Seeing that he was outnumbered, Jason relented. “Okay.”

Dick and Jason got settled on the couch while Bruce started the movie.

Jason leaned over and whispered, “Thanks for staying. Bruce gets all grumpy when you leave.”

Dick grinned. “Oh yeah? And he’s the only one?”

Jason flushed and elbowed him. “Shh, the movie’s starting.”

Somewhere around when Mr. Fredrickson learned how to be happy again, Dick looked around the room and thought that maybe this was all right. He’d probably fight with Bruce again next time, but that was okay, because right now it felt like the four of them were a family.

* * *

_Monsters Inc._ wasn’t even the first Pixar movie Jason watched after he got to the manor. No, It was much more special, because it was the movie he and Bruce watched together after Jason’s first night as Robin.
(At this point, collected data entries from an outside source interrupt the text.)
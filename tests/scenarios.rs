//! End-to-end scenarios driving `mudcore`'s public API the way an embedder
//! would, one per illustrative walkthrough: a room-to-room step with
//! witnesses in both rooms, a link overriding grid adjacency, weight
//! propagating through nested containers, threat decaying off a table over
//! several cycles, a shield absorbing part of a hit, and a reset topping
//! off and then respawning a killed spawn.

use mudcore::combat::{self, ThreatEntry, ThreatTable};
use mudcore::config::WorldConfig;
use mudcore::containment;
use mudcore::direction::Direction;
use mudcore::effects::{self, EffectTemplate, EffectTemplateVariant};
use mudcore::grid;
use mudcore::ids::Coordinate;
use mudcore::mob;
use mudcore::model::mob::MobData;
use mudcore::model::object::Entity;
use mudcore::model::types::DamageType;
use mudcore::movement::{self, StepScripts};
use mudcore::ports::{AiEventSink, ObjectFactory, RoomEvent, Template};
use mudcore::registry::{Dungeon, World};
use mudcore::resets::Reset;
use mudcore::serialize::TemplateRecord;
use mudcore::testkit::{self, RecordingSink};
use mudcore::Oid;

struct NoopAi;
impl AiEventSink for NoopAi {
    fn publish(&mut self, _observer: Oid, _subject: Oid, _event: RoomEvent, _dir: Option<Direction>) {}
}

fn place_room(world: &mut World, dungeon_id: &str, coord: Coordinate) -> Oid {
    let oid = world.mint_oid();
    let mut room = Entity::new_room(oid, coord);
    room.base.dungeon = Some(dungeon_id.to_string());
    world.insert(room);
    grid::add_room(world, dungeon_id, coord, oid);
    oid
}

fn place_mob(world: &mut World, dungeon_id: &str, room_oid: Oid, named: &str) -> Oid {
    let oid = world.mint_oid();
    let mut mob = Entity::new_mob(oid, named, format!("a {named}"), MobData::new("default", "default", 1));
    mob.base.location = Some(room_oid);
    mob.base.dungeon = Some(dungeon_id.to_string());
    world.insert(mob);
    world.entity_mut(room_oid).unwrap().base.contents.push(oid);
    oid
}

/// A mover steps from room A to room B; residents of both rooms see a
/// message, and the mover ends up located in B.
#[test]
fn basic_move_broadcasts_to_both_rooms() {
    let mut world = testkit::fresh_world();
    let dungeon_id = "start".to_string();
    world.dungeons.insert(dungeon_id.clone(), Dungeon::with_bounds(&dungeon_id, 3, 3, 1));
    let room_a = place_room(&mut world, &dungeon_id, Coordinate::new(1, 1, 0));
    let room_b = place_room(&mut world, &dungeon_id, Coordinate::new(1, 0, 0));

    let mover = place_mob(&mut world, &dungeon_id, room_a, "traveler");
    let witness_a = place_mob(&mut world, &dungeon_id, room_a, "onlooker");
    let witness_b = place_mob(&mut world, &dungeon_id, room_b, "sentry");

    let mut sink = RecordingSink::default();
    let mut ai = NoopAi;
    let moved = movement::step(&mut world, mover, Direction::North, &mut sink, &mut ai, StepScripts::default());

    assert!(moved);
    assert_eq!(world.entity(mover).unwrap().base.location, Some(room_b));
    assert!(sink
        .sent
        .iter()
        .any(|(target, text, _)| *target == witness_a && text.contains("leaves to the north")));
    assert!(sink
        .sent
        .iter()
        .any(|(target, text, _)| *target == witness_b && text.contains("arrives from the south")));
}

/// A room link overrides both the `allowedExits` mask and the default grid
/// adjacency, in both directions.
#[test]
fn room_link_overrides_allowed_exits_and_grid_adjacency() {
    let mut world = testkit::fresh_world();
    let dungeon_id = "vault".to_string();
    world.dungeons.insert(dungeon_id.clone(), Dungeon::with_bounds(&dungeon_id, 5, 5, 1));
    let room_a = place_room(&mut world, &dungeon_id, Coordinate::new(0, 0, 0));
    let room_b = place_room(&mut world, &dungeon_id, Coordinate::new(4, 4, 0));

    // Room A's grid neighbor to the north is out of bounds, and its default
    // mask still includes north — a link still wins over a plain grid miss.
    grid::create_link(&mut world, room_a, room_b, Direction::North, true);

    assert_eq!(grid::room_get_step(&world, room_a, Direction::North), Some(room_b));
    assert_eq!(grid::room_get_step(&world, room_b, Direction::South), Some(room_a));
    assert!(grid::room_can_exit(&world, room_a, room_a, Direction::North));
    assert!(grid::room_can_exit(&world, room_b, room_b, Direction::South));

    // Seal off every mask bit on A; the link still resolves because links
    // are checked first.
    world.entity_mut(room_a).unwrap().kind.as_room_mut().unwrap().allowed_exits = 0;
    assert_eq!(grid::room_get_step(&world, room_a, Direction::North), Some(room_b));
}

/// Weight propagates up through every ancestor as items are nested and
/// un-nested, and stops propagating past whichever container stays put.
#[test]
fn weight_propagates_through_chest_pouch_coin_nesting() {
    let mut world = testkit::fresh_world();
    let chest = world.mint_oid();
    let mut chest_entity = Entity::new_item(chest, "chest", "a chest", true);
    chest_entity.base.base_weight = 5.0;
    chest_entity.base.current_weight = 5.0;
    world.insert(chest_entity);

    let pouch = world.mint_oid();
    let mut pouch_entity = Entity::new_item(pouch, "pouch", "a pouch", true);
    pouch_entity.base.base_weight = 1.0;
    pouch_entity.base.current_weight = 1.0;
    world.insert(pouch_entity);
    containment::move_object(&mut world, pouch, Some(chest));

    let coin = world.mint_oid();
    let mut coin_entity = Entity::new_currency(coin, "coin", "a coin", 1.0);
    coin_entity.base.base_weight = 0.1;
    coin_entity.base.current_weight = 0.1;
    world.insert(coin_entity);
    containment::move_object(&mut world, coin, Some(pouch));

    assert_eq!(world.entity(chest).unwrap().base.current_weight, 6.1);

    let room = world.mint_oid();
    world.insert(Entity::new_room(room, Coordinate::new(0, 0, 0)));
    containment::move_object(&mut world, coin, Some(room));

    assert_eq!(world.entity(chest).unwrap().base.current_weight, 6.0);
    assert_eq!(world.entity(pouch).unwrap().base.current_weight, 1.0);
}

/// Threat decays on a fixed cycle: the current target is never touched, a
/// co-located attacker is skipped, a displaced attacker gets one grace cycle
/// before its amount starts scaling down, and it's dropped once it crosses
/// the floor.
#[test]
fn threat_table_decays_non_current_entries_over_several_cycles() {
    let mut world = testkit::fresh_world();
    let dungeon_id = "keep".to_string();
    world.dungeons.insert(dungeon_id.clone(), Dungeon::with_bounds(&dungeon_id, 3, 1, 1));
    let room_guard = place_room(&mut world, &dungeon_id, Coordinate::new(0, 0, 0));
    let room_alice = place_room(&mut world, &dungeon_id, Coordinate::new(1, 0, 0));
    let room_bob = place_room(&mut world, &dungeon_id, Coordinate::new(2, 0, 0));

    let npc = place_mob(&mut world, &dungeon_id, room_guard, "guard");
    let attacker_a = place_mob(&mut world, &dungeon_id, room_alice, "alice");
    let attacker_b = place_mob(&mut world, &dungeon_id, room_bob, "bob");

    {
        let mob = world.entity_mut(npc).unwrap().kind.as_mob_mut().unwrap();
        mob.combat_target = Some(attacker_a);
        let mut table = ThreatTable::default();
        table.decay_timer_running = true;
        table.entries.insert(attacker_a, ThreatEntry { amount: 1000.0, should_expire: false });
        table.entries.insert(attacker_b, ThreatEntry { amount: 300.0, should_expire: false });
        mob.threat_table = Some(table);
    }

    let cfg = WorldConfig::default();

    // t=10s: B gets its first grace cycle, A (current target) is untouched.
    combat::process_threat_expiration(&mut world, npc, &cfg);
    let table = world.entity(npc).unwrap().kind.as_mob().unwrap().threat_table.as_ref().unwrap();
    assert_eq!(table.entries.get(&attacker_a).unwrap().amount, 1000.0);
    assert!(table.entries.get(&attacker_b).unwrap().should_expire);
    assert_eq!(table.entries.get(&attacker_b).unwrap().amount, 300.0);

    // t=20s: B decays 300 * 0.67 = 201.
    combat::process_threat_expiration(&mut world, npc, &cfg);
    let table = world.entity(npc).unwrap().kind.as_mob().unwrap().threat_table.as_ref().unwrap();
    assert_eq!(table.entries.get(&attacker_b).unwrap().amount, 201.0);

    // t=30s: B decays 201 * 0.67 = 134 (floored).
    combat::process_threat_expiration(&mut world, npc, &cfg);
    let table = world.entity(npc).unwrap().kind.as_mob().unwrap().threat_table.as_ref().unwrap();
    assert_eq!(table.entries.get(&attacker_b).unwrap().amount, 134.0);

    // t=40s: B decays below the floor (100) and drops; A, as the current
    // target, was never a decay candidate and remains in the table.
    combat::process_threat_expiration(&mut world, npc, &cfg);
    let table = world.entity(npc).unwrap().kind.as_mob().unwrap().threat_table.as_ref().unwrap();
    assert!(table.entries.get(&attacker_b).is_none());
    assert_eq!(table.entries.get(&attacker_a).unwrap().amount, 1000.0);
}

/// A shield absorbs part of a hit up to its per-hit cap, and the rest comes
/// out of health; once its capacity is exhausted it's removed.
#[test]
fn shield_absorbs_part_of_a_hit_then_depletes() {
    let mut world = testkit::fresh_world();
    let (_d, _r, attacker) = testkit::mob_in_new_room(&mut world, "attacker", true);
    let (_d2, _r2, target) = testkit::mob_in_new_room(&mut world, "defender", true);
    mob::bootstrap(&mut world, target);
    let starting_health = world.entity(target).unwrap().kind.as_mob().unwrap().health;
    assert_eq!(starting_health, 80);

    let shield = EffectTemplate {
        id: "wardshield".into(),
        stackable: false,
        on_apply_message: None,
        on_expire_message: None,
        is_offensive: false,
        variant: EffectTemplateVariant::Shield {
            absorption: 50.0,
            absorption_rate: 0.5,
            max_absorption_per_hit: Some(20.0),
            damage_type: Some(DamageType::new("Physical")),
        },
    };
    effects::add_effect(&mut world, target, &shield, None, None, 0);

    let physical = DamageType::new("Physical");
    let outcome = combat::apply_damage(&mut world, attacker, target, 80.0, Some(&physical));

    // 80 incoming * 0.5 = 40, capped at max_absorption_per_hit = 20.
    assert_eq!(outcome.absorbed, 20.0);
    assert_eq!(outcome.health_lost, 60);
    assert_eq!(world.entity(target).unwrap().kind.as_mob().unwrap().health, starting_health - 60);

    let remaining = world.entity(target).unwrap().kind.as_mob().unwrap().active_effects[0].remaining_absorption;
    assert_eq!(remaining, Some(30.0));

    // A second, smaller hit: 10 incoming * 0.5 = 5, well under the per-hit
    // cap and the shield's remaining capacity, so only half of it is
    // absorbed and the rest comes out of health.
    let second = combat::apply_damage(&mut world, attacker, target, 10.0, Some(&physical));
    assert_eq!(second.absorbed, 5.0);
    assert_eq!(second.health_lost, 5);
    let remaining_after_second =
        world.entity(target).unwrap().kind.as_mob().unwrap().active_effects[0].remaining_absorption;
    assert_eq!(remaining_after_second, Some(25.0));
}

struct GoblinFactory;
impl ObjectFactory for GoblinFactory {
    fn create_from_template(&mut self, template: &Template, oid: Option<Oid>) -> Entity {
        let oid = oid.unwrap_or(-1);
        let mut e = Entity::new_mob(oid, "goblin", "a goblin", MobData::new("default", "default", 1));
        e.base.template_id = Some(template.template_id.clone());
        e
    }
}

/// A reset tops off to its minimum and refuses to exceed its maximum; killing
/// a spawn frees a slot that the next execution refills.
#[test]
fn reset_tops_off_then_respawns_a_killed_spawn() {
    let mut world = testkit::fresh_world();
    let dungeon_id = "camp".to_string();
    world.ensure_dungeon(&dungeon_id);
    let coord = Coordinate::new(0, 0, 0);
    let room = place_room(&mut world, &dungeon_id, coord);
    world
        .dungeon_mut(&dungeon_id)
        .unwrap()
        .templates
        .insert("goblin".to_string(), TemplateRecord::new("goblin", "Mob"));
    world
        .dungeon_mut(&dungeon_id)
        .unwrap()
        .reset_schedule
        .push(Reset::new("goblin", coord, 1, 2));

    let mut factory = GoblinFactory;

    let spawned = mudcore::resets::execute(&mut world, &dungeon_id, 0, &mut factory);
    assert_eq!(spawned, 1);
    assert_eq!(world.entity(room).unwrap().base.contents.len(), 1);

    let again = mudcore::resets::execute(&mut world, &dungeon_id, 0, &mut factory);
    assert_eq!(again, 0, "already at min_count, nothing new to spawn");

    let goblin = world.dungeon(&dungeon_id).unwrap().reset_schedule[0].spawned[0];
    containment::destroy(&mut world, goblin);

    let respawned = mudcore::resets::execute(&mut world, &dungeon_id, 0, &mut factory);
    assert_eq!(respawned, 1, "killing the only spawn frees a slot back down to min_count");
    assert_eq!(world.dungeon(&dungeon_id).unwrap().reset_schedule[0].spawned.len(), 1);
}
It hadn’t been all that eventful a night in hindsight. Jason ‘met’ Commissioner Gordon (it wasn’t like he’d met the guy a dozen times before, or anything) then watched Bruce stop two muggings and interrogate a drug dealer. Nothing special, but to Jason, that night had been one of daring adventure, high stakes, and narrow escapes. It was no wonder that he was too hopped up on adrenaline to sleep.

Bruce had taken one look at him when they got home and sent him up to the movie theater with the promise to join him for a movie.

Jason parted with his cape and mask with only a small amount of regret and ran upstairs, cartwheeling down the hall, much to Alfred’s dismay.

He was attempting a handstand on the back of the couch when Bruce came in.

“Ready for a movie?”

“Hell ye—woah!”

Bruce managed to catch him before he face planted on the floor. “Maybe we should sit on the couch the way it was intended.”

Jason pouted. “That’s no fun.”

Bruce dumped him on the couch. “Tough luck kiddo.”

Promptly forgetting his unhappiness, Jason chirped, “So what are we watching?”

Bruce eyed him. “I’d have thought you already had _Holes_ queued up.”

Jason scoffed. “I want to broaden my horizons.”

“Alfred hid the DVD, didn’t he.”

Jason slumped forward. “Yes.”

Bruce chuckled and sat down next to him. “Pixar?”

Jason brightened. “I’ve never seen _Monsters Inc_.”

Bruce grinned. “Monsters it is.”

Halfway through the movie, Jason leaned over and whispered, “I dare you to use the ‘my tender oozing blossom’ line next time we fight Ra’s.”

Jason felt gratified at the way Bruce snorted. “I’ll consider it.”

* * *

Cass was introduced to animation relatively late in her Batgirl tenure. Movies of all types tended to rely on dialogue too much for her to truly understand them, and even the best actors still looked wrong to her on screen. It took a long time for Bruce to realize that that particular problem didn’t extend to animation.

When he finally did, she came home to the manor one day to find him sitting on the couch in the theater room with an enormous bucket of popcorn and their entire Disney/Pixar collection spread out in front of him.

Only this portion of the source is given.